Advanced games are very demanding in terms of computers’ technical resources: processor speed, graphics card, sound card and memory size, to mention only the essential elements. How is the cloud going to cope with these requirements? It is probably going to be up to the job thanks to the fast fibre optic Internet, mainly. With the higher speeds now in the range of 500 Mbps to 1,000 Mbps, we are in the age of real-fast connections. ADSL that seems so impressive yesterday is practically a defunct technology today.

According to Wikipedia: “Stadia will require at least 10 Mbps for 720p 60 FPS Stereo, 20 Mbps for 1080p HDR Video 60 FPS 5.1 Surround, and 35 Mbps for 4K HDR Video 60 FPS 5.1 Surround.” Therefore a good fibre optic subscription will be more than enough.

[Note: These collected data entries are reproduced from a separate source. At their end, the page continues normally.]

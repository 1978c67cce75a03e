//! File lookup across search directories
//!
//! Scene files and the binary streams they reference may be addressed relative to the
//! working directory, to the scene file, or to one of the configured search
//! directories. Candidates are tried in order and the first existing file wins.

use std::path::{Path, PathBuf};

/// No candidate path existed
#[derive(thiserror::Error, Debug, Clone, PartialEq, Eq)]
#[error("could not find \"{name}\" (tried {})", display_paths(.tried))]
pub struct NotFound {
    /// Name as written in the scene or configuration
    pub name: String,
    /// Every path that was checked
    pub tried: Vec<PathBuf>,
}

fn display_paths(paths: &[PathBuf]) -> String {
    paths
        .iter()
        .map(|p| p.display().to_string())
        .collect::<Vec<_>>()
        .join(", ")
}

/// Ordered list of places to look for a file
#[derive(Debug, Clone, Default, PartialEq, Eq)]
pub struct SearchPaths {
    base: Option<PathBuf>,
    dirs: Vec<PathBuf>,
}

impl SearchPaths {
    /// Search the bare name first, then each directory
    pub fn new(dirs: Vec<PathBuf>) -> Self {
        Self { base: None, dirs }
    }

    /// Try `base` before everything else (used for the scene file's directory)
    pub fn with_base(mut self, base: impl Into<PathBuf>) -> Self {
        self.base = Some(base.into());
        self
    }

    /// Candidate paths in lookup order. With an `extension`, each location is tried
    /// as given and then with the extension appended.
    pub fn candidates(&self, name: &str, extension: Option<&str>) -> Vec<PathBuf> {
        let roots = self
            .base
            .iter()
            .cloned()
            .chain(std::iter::once(PathBuf::new()))
            .chain(self.dirs.iter().cloned());

        let mut out = Vec::new();
        for root in roots {
            out.push(root.join(name));
            if let Some(ext) = extension {
                if !name.ends_with(&format!(".{ext}")) {
                    out.push(root.join(format!("{name}.{ext}")));
                }
            }
        }
        out.dedup();
        out
    }

    /// First existing candidate
    pub fn resolve(&self, name: &str, extension: Option<&str>) -> Result<PathBuf, NotFound> {
        let tried = self.candidates(name, extension);
        match tried.iter().find(|p| Path::new(p).is_file()) {
            Some(found) => {
                log::debug!("Resolved \"{name}\" to {}", found.display());
                Ok(found.clone())
            }
            None => Err(NotFound {
                name: name.to_string(),
                tried,
            }),
        }
    }
}
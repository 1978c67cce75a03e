//! # JSON Value Tree
//!
//! A dependency-free JSON reader for scene files. [`parse`] turns text into a [`Value`];
//! typed accessors (`as_object`, `as_array`, `as_number`, `as_string`) are the single
//! error path for shape mismatches. `Display` writes compact JSON back out.
//!
//! Numbers keep their lexical sub-kind so that index-like fields can be read as
//! unsigned without a conversion check:
//!
//! | text       | variant                  |
//! |------------|--------------------------|
//! | `12`       | [`Number::Unsigned`]     |
//! | `-12`      | [`Number::Negative`]     |
//! | `1.5`      | [`Number::Float`]        |
//! | `1.5e3`    | [`Number::Exponential`]  |

mod parser;
mod writer;

pub use parser::{parse, MAX_DEPTH};

use std::collections::BTreeMap;
use std::fmt;

/// Errors produced while parsing or reading JSON
#[derive(thiserror::Error, Debug, Clone, PartialEq)]
pub enum JsonError {
    /// Input ended inside a value
    #[error("unexpected end of input, expected {expected}")]
    UnexpectedEnd {
        /// What the parser was looking for
        expected: &'static str,
    },

    /// A character that cannot start or continue the current construct
    #[error("unexpected '{found}' at byte {offset}, expected {expected}")]
    UnexpectedChar {
        /// Offending character
        found: char,
        /// Byte offset in the input
        offset: usize,
        /// What the parser was looking for
        expected: &'static str,
    },

    /// Malformed number body
    #[error("invalid number '{text}' at byte {offset}")]
    InvalidNumber {
        /// Raw number text
        text: String,
        /// Byte offset in the input
        offset: usize,
    },

    /// Unknown escape character after a backslash
    #[error("invalid escape '\\{found}' at byte {offset}")]
    InvalidEscape {
        /// Character following the backslash
        found: char,
        /// Byte offset in the input
        offset: usize,
    },

    /// Bad `\u` escape (non-hex digit or unpaired surrogate)
    #[error("invalid unicode escape at byte {offset}")]
    InvalidUnicode {
        /// Byte offset in the input
        offset: usize,
    },

    /// Arrays and objects nested deeper than [`MAX_DEPTH`]
    #[error("nesting deeper than {} levels at byte {offset}", MAX_DEPTH)]
    TooDeep {
        /// Byte offset of the opening bracket
        offset: usize,
    },

    /// Non-whitespace after the top-level value
    #[error("trailing content at byte {offset}")]
    TrailingContent {
        /// Byte offset in the input
        offset: usize,
    },

    /// A value had a different shape than requested
    #[error("type mismatch: expected {expected}, found {found}")]
    TypeMismatch {
        /// Requested kind
        expected: ValueKind,
        /// Stored kind
        found: ValueKind,
    },

    /// Required object key is absent
    #[error("missing key \"{0}\"")]
    MissingKey(String),

    /// Fixed-size array field had the wrong length
    #[error("key \"{key}\" expects {expected} elements, found {found}")]
    ArrayLength {
        /// Field name
        key: String,
        /// Required length
        expected: usize,
        /// Actual length
        found: usize,
    },

    /// Number does not fit the requested integer type
    #[error("number {0} out of range")]
    OutOfRange(String),
}

/// Discriminant of a [`Value`], used in error messages
#[derive(Debug, Clone, Copy, PartialEq, Eq)]
pub enum ValueKind {
    /// `{ ... }`
    Object,
    /// `[ ... ]`
    Array,
    /// Any number
    Number,
    /// `true` / `false`
    Bool,
    /// `"..."`
    String,
    /// `null`
    Null,
}

impl fmt::Display for ValueKind {
    fn fmt(&self, f: &mut fmt::Formatter<'_>) -> fmt::Result {
        let name = match self {
            Self::Object => "object",
            Self::Array => "array",
            Self::Number => "number",
            Self::Bool => "bool",
            Self::String => "string",
            Self::Null => "null",
        };
        f.write_str(name)
    }
}

/// A JSON number with its lexical sub-kind
#[derive(Debug, Clone, Copy, PartialEq)]
pub enum Number {
    /// Integer written with a leading minus (always `< 0`)
    Negative(i64),
    /// Integer without a sign
    Unsigned(u64),
    /// Number with a fractional part and no exponent
    Float(f64),
    /// Number with an exponent
    Exponential(f64),
}

impl Number {
    /// Value as `f64`, whatever the sub-kind
    #[allow(clippy::cast_precision_loss)]
    pub fn as_f64(self) -> f64 {
        match self {
            Self::Negative(v) => v as f64,
            Self::Unsigned(v) => v as f64,
            Self::Float(v) | Self::Exponential(v) => v,
        }
    }

    /// Value as `f32`
    #[allow(clippy::cast_possible_truncation)]
    pub fn as_f32(self) -> f32 {
        self.as_f64() as f32
    }

    /// Value as `u32`; only unsigned integers convert
    pub fn as_u32(self) -> Result<u32, JsonError> {
        match self {
            Self::Unsigned(v) => u32::try_from(v).map_err(|_| JsonError::OutOfRange(v.to_string())),
            other => Err(JsonError::OutOfRange(other.to_string())),
        }
    }
}

/// Parsed JSON value
#[derive(Debug, Clone, PartialEq)]
pub enum Value {
    /// Key/value map
    Object(Object),
    /// Ordered list
    Array(Vec<Value>),
    /// Number
    Number(Number),
    /// Boolean
    Bool(bool),
    /// String with escapes decoded
    String(String),
    /// `null`
    Null,
}

impl Value {
    /// Discriminant of this value
    pub const fn kind(&self) -> ValueKind {
        match self {
            Self::Object(_) => ValueKind::Object,
            Self::Array(_) => ValueKind::Array,
            Self::Number(_) => ValueKind::Number,
            Self::Bool(_) => ValueKind::Bool,
            Self::String(_) => ValueKind::String,
            Self::Null => ValueKind::Null,
        }
    }

    const fn mismatch(&self, expected: ValueKind) -> JsonError {
        JsonError::TypeMismatch {
            expected,
            found: self.kind(),
        }
    }

    /// Borrow as an object
    pub const fn as_object(&self) -> Result<&Object, JsonError> {
        match self {
            Self::Object(o) => Ok(o),
            other => Err(other.mismatch(ValueKind::Object)),
        }
    }

    /// Borrow as an array
    pub fn as_array(&self) -> Result<&[Value], JsonError> {
        match self {
            Self::Array(a) => Ok(a),
            other => Err(other.mismatch(ValueKind::Array)),
        }
    }

    /// Read as a number
    pub const fn as_number(&self) -> Result<Number, JsonError> {
        match self {
            Self::Number(n) => Ok(*n),
            other => Err(other.mismatch(ValueKind::Number)),
        }
    }

    /// Borrow as a string
    pub fn as_string(&self) -> Result<&str, JsonError> {
        match self {
            Self::String(s) => Ok(s),
            other => Err(other.mismatch(ValueKind::String)),
        }
    }

    /// Read as a boolean
    pub const fn as_bool(&self) -> Result<bool, JsonError> {
        match self {
            Self::Bool(b) => Ok(*b),
            other => Err(other.mismatch(ValueKind::Bool)),
        }
    }

    /// Read as `f32`
    pub fn as_f32(&self) -> Result<f32, JsonError> {
        self.as_number().map(Number::as_f32)
    }
}

/// JSON object with keys kept in sorted order
#[derive(Debug, Clone, Default, PartialEq)]
pub struct Object {
    entries: BTreeMap<String, Value>,
}

impl Object {
    /// Empty object
    pub fn new() -> Self {
        Self::default()
    }

    /// Insert a key; a repeated key replaces the earlier value
    pub fn insert(&mut self, key: String, value: Value) -> Option<Value> {
        self.entries.insert(key, value)
    }

    /// Look up a key
    pub fn get(&self, key: &str) -> Option<&Value> {
        self.entries.get(key)
    }

    /// Whether the key is present
    pub fn contains_key(&self, key: &str) -> bool {
        self.entries.contains_key(key)
    }

    /// Number of keys
    pub fn len(&self) -> usize {
        self.entries.len()
    }

    /// Whether the object has no keys
    pub fn is_empty(&self) -> bool {
        self.entries.is_empty()
    }

    /// Iterate entries in key order
    pub fn iter(&self) -> impl Iterator<Item = (&str, &Value)> {
        self.entries.iter().map(|(k, v)| (k.as_str(), v))
    }

    /// Look up a key that must be present
    pub fn require(&self, key: &str) -> Result<&Value, JsonError> {
        self.get(key).ok_or_else(|| JsonError::MissingKey(key.to_string()))
    }

    /// Required string field
    pub fn string(&self, key: &str) -> Result<&str, JsonError> {
        self.require(key)?.as_string()
    }

    /// Required object field
    pub fn object(&self, key: &str) -> Result<&Object, JsonError> {
        self.require(key)?.as_object()
    }

    /// Required array field
    pub fn array(&self, key: &str) -> Result<&[Value], JsonError> {
        self.require(key)?.as_array()
    }

    /// Required number field as `f32`
    pub fn f32(&self, key: &str) -> Result<f32, JsonError> {
        self.require(key)?.as_f32()
    }

    /// Required unsigned integer field
    pub fn u32(&self, key: &str) -> Result<u32, JsonError> {
        self.require(key)?.as_number()?.as_u32()
    }

    /// Optional number field as `f32`
    pub fn f32_or(&self, key: &str, default: f32) -> Result<f32, JsonError> {
        self.get(key).map_or(Ok(default), Value::as_f32)
    }

    /// Required array of numbers
    pub fn floats(&self, key: &str) -> Result<Vec<f32>, JsonError> {
        self.array(key)?.iter().map(Value::as_f32).collect()
    }

    /// Required array of exactly `N` numbers
    pub fn floats_n<const N: usize>(&self, key: &str) -> Result<[f32; N], JsonError> {
        let values = self.array(key)?;
        if values.len() != N {
            return Err(JsonError::ArrayLength {
                key: key.to_string(),
                expected: N,
                found: values.len(),
            });
        }
        let mut out = [0.0; N];
        for (slot, value) in out.iter_mut().zip(values) {
            *slot = value.as_f32()?;
        }
        Ok(out)
    }

    /// Required array of strings
    pub fn strings(&self, key: &str) -> Result<Vec<&str>, JsonError> {
        self.array(key)?.iter().map(Value::as_string).collect()
    }
}

impl FromIterator<(String, Value)> for Object {
    fn from_iter<I: IntoIterator<Item = (String, Value)>>(iter: I) -> Self {
        Self {
            entries: iter.into_iter().collect(),
        }
    }
}
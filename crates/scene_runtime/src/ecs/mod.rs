//! Entity/component storage
//!
//! Entities are plain ids handed out by a [`World`]; components live in per-type
//! [`ComponentStore`]s owned by the scene.

pub mod component;
pub mod entity;
pub mod storage;
pub mod world;

pub use component::Component;
pub use entity::{Entity, EntityFlags, EntityId};
pub use storage::{ComponentStore, StoreError};
pub use world::World;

Moving advanced gaming to the cloud will open the door to a market that is expected to attract billions of players — this is quite a substantial part of the world’s population. Especially that it will be available on mobile equipment too and not just on full-size desktop computers or big laptops. Besides, we know how powerful high-end models of smartphones and tablets are.

It is expected that Google will offer free trials at the beginning. What better way to attract gamers?

Having found a “Stadia Founder Edition” already available at $129 on the web, I was naturally curious and clicked on the link, only to be served a screen saying “We aren’t in your country yet”! So the whole concept is still new and one has to be patient to see it in motion for real.

Reviewers on the French tech channel “Tech-24” are telling us “don’t discard your game console, yet”. Consoles will still be fashion and in dynamic action for some time, particularly for those who do not yet enjoy fast fibre optic Internet or who prefer to stay far from the cloud when playing. Still Stadia and the other similar online gaming products to come are going to change the face of advanced gaming as surely as Netflix has changed our video and film watching habits.